A series of 2-aminotetralin derivatives were injected into the nucleus accumbens of rat to assess the nature of the dopamine mechanisms in this nucleus which modulate hyperactivity and stereotyped behaviour. It was shown that (1) Derivatives with either 5,6- or 6,7-dihydroxy substitutions were each able to induce hyperactivity and stereotyped behaviour, but substitutions in the 5,6-positions conferred greater potency throughout the series. This differential was emphasised by the continued activity of 2-amino-5,6-dihydroxytetralin in the absence of nialamide whilst the action of 2-amino-6,7-dihydroxytetralin was greatly reduced. (2) The hydroxyl functions in both the 5,6- and 6,7-series were essential for activity: dimethyoxy derivatives were inactive. (3) Generally, substitution of the nitrogen atom with one or two methyl groups, or with a butyl group, reduced or abolished activity. However, N-ethyl and N-propyl substitution markedly enhanced stereotypic potential in the 5,6-dihydroxy series (but not in the 6,7-series).

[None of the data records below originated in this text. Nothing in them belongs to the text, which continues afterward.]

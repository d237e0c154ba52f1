mod common;

use common::{
    INDEX_HTML, MemoryResolver, StubChannel, default_handlers, exchange, handlers,
    sample_result, split_response,
};
use sqlhttpd::http::response::{NOT_FOUND_BODY, NOT_IMPLEMENTED_BODY};

#[tokio::test]
async fn test_get_index() {
    let stream = exchange(default_handlers(), b"GET / HTTP/1.0\r\nHost: x\r\n\r\n").await;
    let (head, body) = split_response(&stream.output);

    assert_eq!(
        head,
        "HTTP/1.0 200 OK\r\nServer: sqlhttpd/0.1.0\r\nContent-Type: text/html"
    );
    assert_eq!(body, INDEX_HTML);
}

#[tokio::test]
async fn test_root_and_index_are_identical() {
    let root = exchange(default_handlers(), b"GET / HTTP/1.0\r\n\r\n").await;
    let index = exchange(default_handlers(), b"GET /index.html HTTP/1.0\r\n\r\n").await;

    assert_eq!(root.output, index.output);
}

#[tokio::test]
async fn test_lf_only_request() {
    let stream = exchange(default_handlers(), b"get /INDEX.html HTTP/1.0\nAccept: */*\n\n").await;
    let (head, body) = split_response(&stream.output);

    assert!(head.starts_with("HTTP/1.0 200 OK\r\n"));
    assert_eq!(body, INDEX_HTML);
}

#[tokio::test]
async fn test_get_missing_resource() {
    let stream = exchange(default_handlers(), b"GET /missing.html HTTP/1.0\r\n\r\n").await;
    let (head, body) = split_response(&stream.output);

    assert_eq!(
        head,
        "HTTP/1.0 404 NOT FOUND\r\nServer: sqlhttpd/0.1.0\r\nContent-Type: text/html"
    );
    assert_eq!(body, NOT_FOUND_BODY.as_bytes());
}

#[tokio::test]
async fn test_unsupported_method_stops_reading() {
    let request_line = b"DELETE /x HTTP/1.0\r\n";
    let request = [&request_line[..], b"Host: x\r\n\r\n"].concat();

    let stream = exchange(default_handlers(), &request).await;
    let (head, body) = split_response(&stream.output);

    assert_eq!(
        head,
        "HTTP/1.0 501 Method Not Implemented\r\nServer: sqlhttpd/0.1.0\r\nContent-Type: text/html"
    );
    assert_eq!(body, NOT_IMPLEMENTED_BODY.as_bytes());
    assert_eq!(stream.bytes_read(), request_line.len());
}

#[tokio::test]
async fn test_empty_connection_gets_no_response() {
    let stream = exchange(default_handlers(), b"").await;
    assert!(stream.output.is_empty());
}

#[tokio::test]
async fn test_blank_first_line_gets_no_response() {
    let stream = exchange(default_handlers(), b"\r\nGET / HTTP/1.0\r\n\r\n").await;
    assert!(stream.output.is_empty());
}

#[tokio::test]
async fn test_post_forwards_body() {
    let (channel, commands) = StubChannel::new(|_| Ok(sample_result()));
    let handlers = handlers(MemoryResolver::default(), channel);

    let stream = exchange(
        handlers,
        b"POST /query HTTP/1.0\r\nContent-Type: text/plain\r\nContent-Length: 18\r\n\r\nSELECT a, b FROM t",
    )
    .await;
    let (head, body) = split_response(&stream.output);

    assert_eq!(
        head,
        "HTTP/1.0 200 OK\r\nServer: sqlhttpd/0.1.0\r\nContent-Type: application/json"
    );
    assert_eq!(
        body,
        br#"{"columns":["a","b"],"rows":[["1","2"],["NULL","4"]]}"#
    );
    assert_eq!(*commands.lock().unwrap(), vec!["SELECT a, b FROM t".to_string()]);
}

#[tokio::test]
async fn test_post_zero_length_forwards_empty_command() {
    let (channel, commands) = StubChannel::rejecting("empty command");
    let handlers = handlers(MemoryResolver::default(), channel);

    let stream = exchange(handlers, b"POST / HTTP/1.0\r\nContent-Length: 0\r\n\r\n").await;
    let (head, body) = split_response(&stream.output);

    assert_eq!(
        head,
        "HTTP/1.0 400 BAD REQUEST\r\nServer: sqlhttpd/0.1.0\r\nContent-Type: text/plain"
    );
    assert_eq!(body, b"empty command");
    assert_eq!(*commands.lock().unwrap(), vec![String::new()]);
}

#[tokio::test]
async fn test_post_without_content_length() {
    let (channel, commands) = StubChannel::rejecting("empty command");
    let handlers = handlers(MemoryResolver::default(), channel);

    exchange(handlers, b"POST / HTTP/1.0\r\n\r\nignored").await;

    assert_eq!(*commands.lock().unwrap(), vec![String::new()]);
}

#[tokio::test]
async fn test_post_truncated_body() {
    let (channel, commands) = StubChannel::new(|_| Ok(sample_result()));
    let handlers = handlers(MemoryResolver::default(), channel);

    let stream = exchange(handlers, b"POST / HTTP/1.0\r\nContent-Length: 20\r\n\r\nSELECT").await;
    let (head, body) = split_response(&stream.output);

    assert!(head.starts_with("HTTP/1.0 400 BAD REQUEST\r\n"));
    assert_eq!(body, b"connection closed after 6 of 20 body bytes");
    assert!(commands.lock().unwrap().is_empty());
}

#[tokio::test]
async fn test_post_body_too_large() {
    let (channel, commands) = StubChannel::new(|_| Ok(sample_result()));
    let handlers = handlers(MemoryResolver::default(), channel);
    let request = b"POST / HTTP/1.0\r\nContent-Length: 99999999\r\n\r\nSELECT 1";

    let stream = exchange(handlers, request).await;
    let (head, _) = split_response(&stream.output);

    assert!(head.starts_with("HTTP/1.0 400 BAD REQUEST\r\n"));
    assert!(commands.lock().unwrap().is_empty());
    assert_eq!(stream.bytes_read(), request.len() - b"SELECT 1".len());
}

#[tokio::test]
async fn test_post_invalid_content_length() {
    let (channel, _) = StubChannel::new(|_| Ok(sample_result()));
    let handlers = handlers(MemoryResolver::default(), channel);

    let stream = exchange(handlers, b"POST / HTTP/1.0\r\nContent-Length: lots\r\n\r\n").await;
    let (head, body) = split_response(&stream.output);

    assert!(head.starts_with("HTTP/1.0 400 BAD REQUEST\r\n"));
    assert_eq!(body, b"invalid Content-Length: \"lots\"");
}

#[tokio::test]
async fn test_request_line_too_long() {
    let request = format!("GET /{} HTTP/1.0\r\n\r\n", "a".repeat(300));

    let stream = exchange(default_handlers(), request.as_bytes()).await;
    let (head, body) = split_response(&stream.output);

    assert!(head.starts_with("HTTP/1.0 400 BAD REQUEST\r\n"));
    assert_eq!(body, b"request line too long");
}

The N-isopropyl derivative in the 5,6-series reflected the activity of the N-propyl compound but a further substitution of the N atom with the methyl group (N-isopropyl-N-methyl) greatly reduced the stereotypic potential without modification of the hyperactivity response. In contrast, N,N-dipropyl substitution abolished the hyperactivity response whilst increasing sterotypic potential. (4) alpha and beta-adrenoceptor blocking agents and alpha-methyl-p-tyrosine failed to reduce the hyperactivity induced by 2-amino-5,6-dihydroxytetralin or the stereotyped behaviour induced by 2-(N,N-dipropyl)-amino-5,6-dihydroxytetralin. Both behaviours were, however, very sensitive to blockade by haloperidol, indicating that both the hyperactivity and stereotyped responses are dopamine-dependent. It is concluded that the dopamine mechanisms in the nucleus accumbens which mediate/regulate hyperactivity and stereotyped behaviour are different. Further, it is suggested that the 2-aminotetralins may be valuable tools in studies designed to assess the topography of cerebral dopamine systems.